Go through the records below and show every line with the string "that".

SOURCE DATA:
####

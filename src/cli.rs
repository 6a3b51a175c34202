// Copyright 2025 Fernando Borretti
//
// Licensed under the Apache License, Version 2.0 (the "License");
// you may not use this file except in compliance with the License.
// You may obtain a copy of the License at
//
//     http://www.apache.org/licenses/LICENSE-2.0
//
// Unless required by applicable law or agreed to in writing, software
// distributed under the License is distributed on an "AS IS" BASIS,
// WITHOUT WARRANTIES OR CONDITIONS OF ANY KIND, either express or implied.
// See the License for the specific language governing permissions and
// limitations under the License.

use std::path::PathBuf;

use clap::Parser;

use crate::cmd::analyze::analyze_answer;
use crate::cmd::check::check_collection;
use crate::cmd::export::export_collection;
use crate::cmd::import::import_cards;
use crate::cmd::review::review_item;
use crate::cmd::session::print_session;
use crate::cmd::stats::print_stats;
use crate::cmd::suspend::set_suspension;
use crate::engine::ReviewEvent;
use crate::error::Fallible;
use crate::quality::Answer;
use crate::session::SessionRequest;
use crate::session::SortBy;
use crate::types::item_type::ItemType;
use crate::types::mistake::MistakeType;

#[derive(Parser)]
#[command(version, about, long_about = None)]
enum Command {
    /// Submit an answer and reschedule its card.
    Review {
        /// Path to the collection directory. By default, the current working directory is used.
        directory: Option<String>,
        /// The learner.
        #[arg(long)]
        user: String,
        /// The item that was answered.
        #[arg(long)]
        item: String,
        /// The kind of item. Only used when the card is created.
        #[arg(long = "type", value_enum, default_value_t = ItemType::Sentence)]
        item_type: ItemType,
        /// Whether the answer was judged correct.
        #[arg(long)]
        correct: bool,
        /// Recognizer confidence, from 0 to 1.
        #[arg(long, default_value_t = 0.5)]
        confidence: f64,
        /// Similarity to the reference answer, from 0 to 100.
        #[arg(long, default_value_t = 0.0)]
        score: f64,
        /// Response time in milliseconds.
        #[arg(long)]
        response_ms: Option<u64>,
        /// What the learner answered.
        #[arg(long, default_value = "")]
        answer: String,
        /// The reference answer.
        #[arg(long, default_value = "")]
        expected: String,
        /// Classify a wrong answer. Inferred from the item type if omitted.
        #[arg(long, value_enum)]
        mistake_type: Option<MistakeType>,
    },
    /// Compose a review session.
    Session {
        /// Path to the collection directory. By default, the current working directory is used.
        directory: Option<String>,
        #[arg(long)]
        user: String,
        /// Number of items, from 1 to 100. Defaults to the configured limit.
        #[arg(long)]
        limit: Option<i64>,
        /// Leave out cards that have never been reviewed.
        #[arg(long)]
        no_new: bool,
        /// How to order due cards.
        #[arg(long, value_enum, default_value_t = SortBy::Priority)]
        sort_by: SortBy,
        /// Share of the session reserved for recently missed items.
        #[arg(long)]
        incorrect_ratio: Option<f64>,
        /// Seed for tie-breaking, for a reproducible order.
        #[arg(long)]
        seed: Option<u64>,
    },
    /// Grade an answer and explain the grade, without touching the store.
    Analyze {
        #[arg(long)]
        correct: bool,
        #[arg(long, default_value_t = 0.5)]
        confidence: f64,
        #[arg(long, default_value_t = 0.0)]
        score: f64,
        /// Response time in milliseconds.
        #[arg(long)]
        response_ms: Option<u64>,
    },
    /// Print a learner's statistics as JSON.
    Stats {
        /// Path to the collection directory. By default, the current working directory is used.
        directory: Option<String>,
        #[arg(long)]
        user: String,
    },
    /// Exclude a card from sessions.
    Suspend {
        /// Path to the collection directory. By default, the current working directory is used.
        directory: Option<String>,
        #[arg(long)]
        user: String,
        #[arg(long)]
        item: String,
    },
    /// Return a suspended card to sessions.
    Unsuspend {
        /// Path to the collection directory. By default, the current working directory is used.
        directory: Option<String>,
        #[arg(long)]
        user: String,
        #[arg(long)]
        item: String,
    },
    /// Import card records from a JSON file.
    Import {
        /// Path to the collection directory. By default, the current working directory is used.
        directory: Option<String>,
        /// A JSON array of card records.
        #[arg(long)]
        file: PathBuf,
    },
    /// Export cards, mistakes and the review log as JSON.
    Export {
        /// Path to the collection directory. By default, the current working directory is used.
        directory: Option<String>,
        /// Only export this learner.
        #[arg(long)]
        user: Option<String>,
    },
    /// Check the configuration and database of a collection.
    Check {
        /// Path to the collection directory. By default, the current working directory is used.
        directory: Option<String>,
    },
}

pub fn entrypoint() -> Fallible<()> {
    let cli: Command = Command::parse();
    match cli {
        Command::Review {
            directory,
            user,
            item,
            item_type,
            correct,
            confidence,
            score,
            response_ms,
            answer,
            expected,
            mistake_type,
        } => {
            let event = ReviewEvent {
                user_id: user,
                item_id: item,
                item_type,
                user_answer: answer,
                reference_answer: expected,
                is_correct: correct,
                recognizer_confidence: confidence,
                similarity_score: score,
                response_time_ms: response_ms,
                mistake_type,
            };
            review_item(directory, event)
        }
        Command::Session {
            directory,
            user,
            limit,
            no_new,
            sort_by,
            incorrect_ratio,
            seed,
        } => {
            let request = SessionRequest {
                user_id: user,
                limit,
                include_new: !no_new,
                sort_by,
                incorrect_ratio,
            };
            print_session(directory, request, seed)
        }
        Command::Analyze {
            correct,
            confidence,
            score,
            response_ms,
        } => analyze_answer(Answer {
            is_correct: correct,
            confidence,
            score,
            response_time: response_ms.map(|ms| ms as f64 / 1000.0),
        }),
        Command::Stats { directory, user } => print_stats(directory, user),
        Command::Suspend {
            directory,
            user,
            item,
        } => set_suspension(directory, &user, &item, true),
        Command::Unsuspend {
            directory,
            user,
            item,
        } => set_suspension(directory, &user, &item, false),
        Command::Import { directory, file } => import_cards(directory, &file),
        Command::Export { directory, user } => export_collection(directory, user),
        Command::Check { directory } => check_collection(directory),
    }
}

####

FINAL ANSWER:
        /// The item that was answered.
        /// Leave out cards that have never been reviewed.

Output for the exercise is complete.